This data suggest that there is more variability in low-dose weight gains than in control weight gains.

Step-by-step explanation:

Let $\sigma_{1}^{2}$ be the variance for the population of weight gains for rats given a low dose, and $\sigma_{2}^{2}$ the variance for the population of weight gains for control rats whose diet did not include the insecticide.

We want to test $H_{0}: \sigma_{1}^{2} = \sigma_{2}^{2}$ vs $H_{1}: \sigma_{1}^{2} > \sigma_{2}^{2}$ . We have that the sample standard deviation for $n_{2} = 22$ female control rats was $s_{2} = 28$ g and for $n_{1} = 18$ female low-dose rats was $s_{1} = 51$ g. So, we have observed the value

$F = \frac{s_{1}^{2}}{s_{2}^{2}} = \frac{(51)^{2}}{(28)^{2}} = 3.3176$ which comes from a F distribution with $n_{1} - 1 = 18 - 1 = 17$ degrees of freedom (numerator) and $n_{2} - 1 = 22 - 1 = 21$ degrees of freedom (denominator).
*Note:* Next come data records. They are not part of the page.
// SPDX-License-Identifier: AGPL-3.0-or-later
//
// Copyright (C) 2026 Relational Network

//! Access decisions.
//!
//! ## Evaluation Order
//!
//! The first failing check wins:
//!
//! 1. No policy → allow
//! 2. `now < valid_from` → deny (not yet valid)
//! 3. `now > valid_until` → deny (expired)
//! 4. Non-empty `allowed_users` → deny without a caller, deny a non-member
//! 5. `required_balance` → deny without a caller or for an identity the
//!    oracle rejects, deny below it; a failed lookup is handled by
//!    [`BalanceFailureMode`]
//! 6. Allow
//!
//! Time and identity checks are local; the balance lookup is a network
//! round trip and only happens once they have passed.

use chrono::{DateTime, SecondsFormat};
use rust_decimal::Decimal;
use serde::{Deserialize, Serialize};
use utoipa::ToSchema;

use super::model::AccessPolicy;
use crate::oracle::{BalanceOracle, OracleError};

/// Outcome of a policy evaluation.
#[derive(Debug, Clone, PartialEq, Eq, Serialize, Deserialize, ToSchema)]
pub struct Decision {
    pub allow: bool,
    /// Human-readable denial reason. Always `None` when allowed.
    #[serde(skip_serializing_if = "Option::is_none")]
    pub reason: Option<String>,
}

impl Decision {
    pub fn allow() -> Self {
        Self {
            allow: true,
            reason: None,
        }
    }

    pub fn deny(reason: impl Into<String>) -> Self {
        Self {
            allow: false,
            reason: Some(reason.into()),
        }
    }
}

/// What to do when a balance-gated record is read and the caller's balance
/// cannot be determined.
#[derive(Debug, Clone, Copy, PartialEq, Eq, Default, Serialize, Deserialize)]
#[serde(rename_all = "lowercase")]
pub enum BalanceFailureMode {
    /// Log and allow. Matches records written by existing clients.
    #[default]
    Allow,
    /// Deny until the balance can be read.
    Deny,
}

impl std::str::FromStr for BalanceFailureMode {
    type Err = String;

    fn from_str(s: &str) -> Result<Self, Self::Err> {
        match s.trim().to_ascii_lowercase().as_str() {
            "allow" => Ok(BalanceFailureMode::Allow),
            "deny" => Ok(BalanceFailureMode::Deny),
            other => Err(format!("unknown balance failure mode `{other}`")),
        }
    }
}

/// Evaluates policies under a configured balance failure posture.
#[derive(Debug, Clone, Copy, Default)]
pub struct PolicyEvaluator {
    failure_mode: BalanceFailureMode,
}

impl PolicyEvaluator {
    pub fn new(failure_mode: BalanceFailureMode) -> Self {
        Self { failure_mode }
    }

    pub fn failure_mode(&self) -> BalanceFailureMode {
        self.failure_mode
    }

    /// Evaluate with an already-known caller balance.
    ///
    /// A missing `caller_balance` counts as a failed lookup when there is a
    /// caller, and as a missing identity otherwise.
    pub fn evaluate(
        &self,
        policy: Option<&AccessPolicy>,
        now_ms: i64,
        caller: Option<&str>,
        caller_balance: Option<Decimal>,
    ) -> Decision {
        let Some(policy) = policy else {
            return Decision::allow();
        };
        if let Err(denied) = check_local(policy, now_ms, caller) {
            return denied;
        }
        let Some(required) = policy.required_balance else {
            return Decision::allow();
        };
        let balance = match (caller_balance, caller) {
            (Some(balance), _) => Ok(balance),
            (None, None) => Err(BalanceUnavailable::NoIdentity),
            (None, Some(_)) => Err(BalanceUnavailable::Lookup("no balance supplied".to_string())),
        };
        self.check_balance(required, balance)
    }

    /// Evaluate, fetching the caller's balance from `oracle` only if every
    /// local check passed and the policy is balance-gated.
    pub async fn evaluate_with_oracle(
        &self,
        policy: Option<&AccessPolicy>,
        now_ms: i64,
        caller: Option<&str>,
        oracle: &dyn BalanceOracle,
    ) -> Decision {
        let Some(policy) = policy else {
            return Decision::allow();
        };
        if let Err(denied) = check_local(policy, now_ms, caller) {
            return denied;
        }
        let Some(required) = policy.required_balance else {
            return Decision::allow();
        };

        let balance = match caller {
            Some(identity) => oracle.balance_of(identity).await.map_err(|e| match e {
                OracleError::InvalidIdentity(detail) => BalanceUnavailable::InvalidIdentity {
                    identity: identity.to_string(),
                    detail,
                },
                other => BalanceUnavailable::Lookup(other.to_string()),
            }),
            None => Err(BalanceUnavailable::NoIdentity),
        };
        self.check_balance(required, balance)
    }

    fn check_balance(
        &self,
        required: Decimal,
        balance: Result<Decimal, BalanceUnavailable>,
    ) -> Decision {
        match balance {
            Ok(current) if current < required => Decision::deny(format!(
                "Insufficient balance: required {required}, current {current}"
            )),
            Ok(_) => Decision::allow(),
            Err(BalanceUnavailable::NoIdentity) => Decision::deny(format!(
                "Caller identity required: access requires a balance of {required}"
            )),
            Err(BalanceUnavailable::InvalidIdentity { identity, detail }) => {
                Decision::deny(format!(
                    "Caller {identity} has no balance to check (required {required}): {detail}"
                ))
            }
            Err(BalanceUnavailable::Lookup(detail)) => match self.failure_mode {
                BalanceFailureMode::Allow => {
                    tracing::warn!(
                        required = %required,
                        error = %detail,
                        "Caller balance unavailable, allowing access"
                    );
                    Decision::allow()
                }
                BalanceFailureMode::Deny => {
                    tracing::warn!(
                        required = %required,
                        error = %detail,
                        "Caller balance unavailable, denying access"
                    );
                    Decision::deny(format!(
                        "Balance could not be determined (required {required}): {detail}"
                    ))
                }
            },
        }
    }
}

/// Why a caller's balance could not be compared.
///
/// Only a failed lookup is subject to [`BalanceFailureMode`]; a caller
/// that cannot be looked up is always denied.
enum BalanceUnavailable {
    NoIdentity,
    InvalidIdentity { identity: String, detail: String },
    Lookup(String),
}

/// Evaluate with the default (permissive) balance failure mode.
pub fn evaluate(
    policy: Option<&AccessPolicy>,
    now_ms: i64,
    caller: Option<&str>,
    caller_balance: Option<Decimal>,
) -> Decision {
    PolicyEvaluator::default().evaluate(policy, now_ms, caller, caller_balance)
}

/// Quota check against an observed download count.
///
/// Returns `None` when the policy sets no quota or it has room left.
pub fn check_download_quota(policy: &AccessPolicy, observed: u64) -> Option<Decision> {
    let max = policy.max_downloads?;
    (observed >= max).then(|| {
        Decision::deny(format!(
            "Download limit reached: {observed} of {max} downloads used"
        ))
    })
}

/// Time window and identity checks.
fn check_local(policy: &AccessPolicy, now_ms: i64, caller: Option<&str>) -> Result<(), Decision> {
    if let Some(from) = policy.valid_from {
        if now_ms < from {
            return Err(Decision::deny(format!(
                "Access not yet valid. Available from {}",
                format_instant(from)
            )));
        }
    }

    if let Some(until) = policy.valid_until {
        if now_ms > until {
            return Err(Decision::deny(format!(
                "Access expired at {}",
                format_instant(until)
            )));
        }
    }

    if !policy.allowed_users.is_empty() {
        match caller {
            None => {
                return Err(Decision::deny(
                    "Caller identity required: access is limited to specific users",
                ))
            }
            Some(identity) if !policy.allowed_users.contains(identity) => {
                return Err(Decision::deny(format!(
                    "Caller {identity} is not authorized to access this record"
                )))
            }
            Some(_) => {}
        }
    }

    Ok(())
}

/// Render epoch milliseconds as RFC 3339 (UTC, millisecond precision).
pub fn format_instant(ms: i64) -> String {
    DateTime::from_timestamp_millis(ms)
        .map(|dt| dt.to_rfc3339_opts(SecondsFormat::Millis, true))
        .unwrap_or_else(|| format!("{ms}ms"))
}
As we want carry out a test of hypothesis at the significance level of 0.05, we should find the 95th quantile of the F distribution with 17 and 21 degrees of freedom, this value is 2.1389. The rejection region is given by {F > 2.1389}, because the observed value is 3.3176 > 2.1389, we reject the null hypothesis. So, this data suggest that there is more variability in low-dose weight gains than in control weight gains.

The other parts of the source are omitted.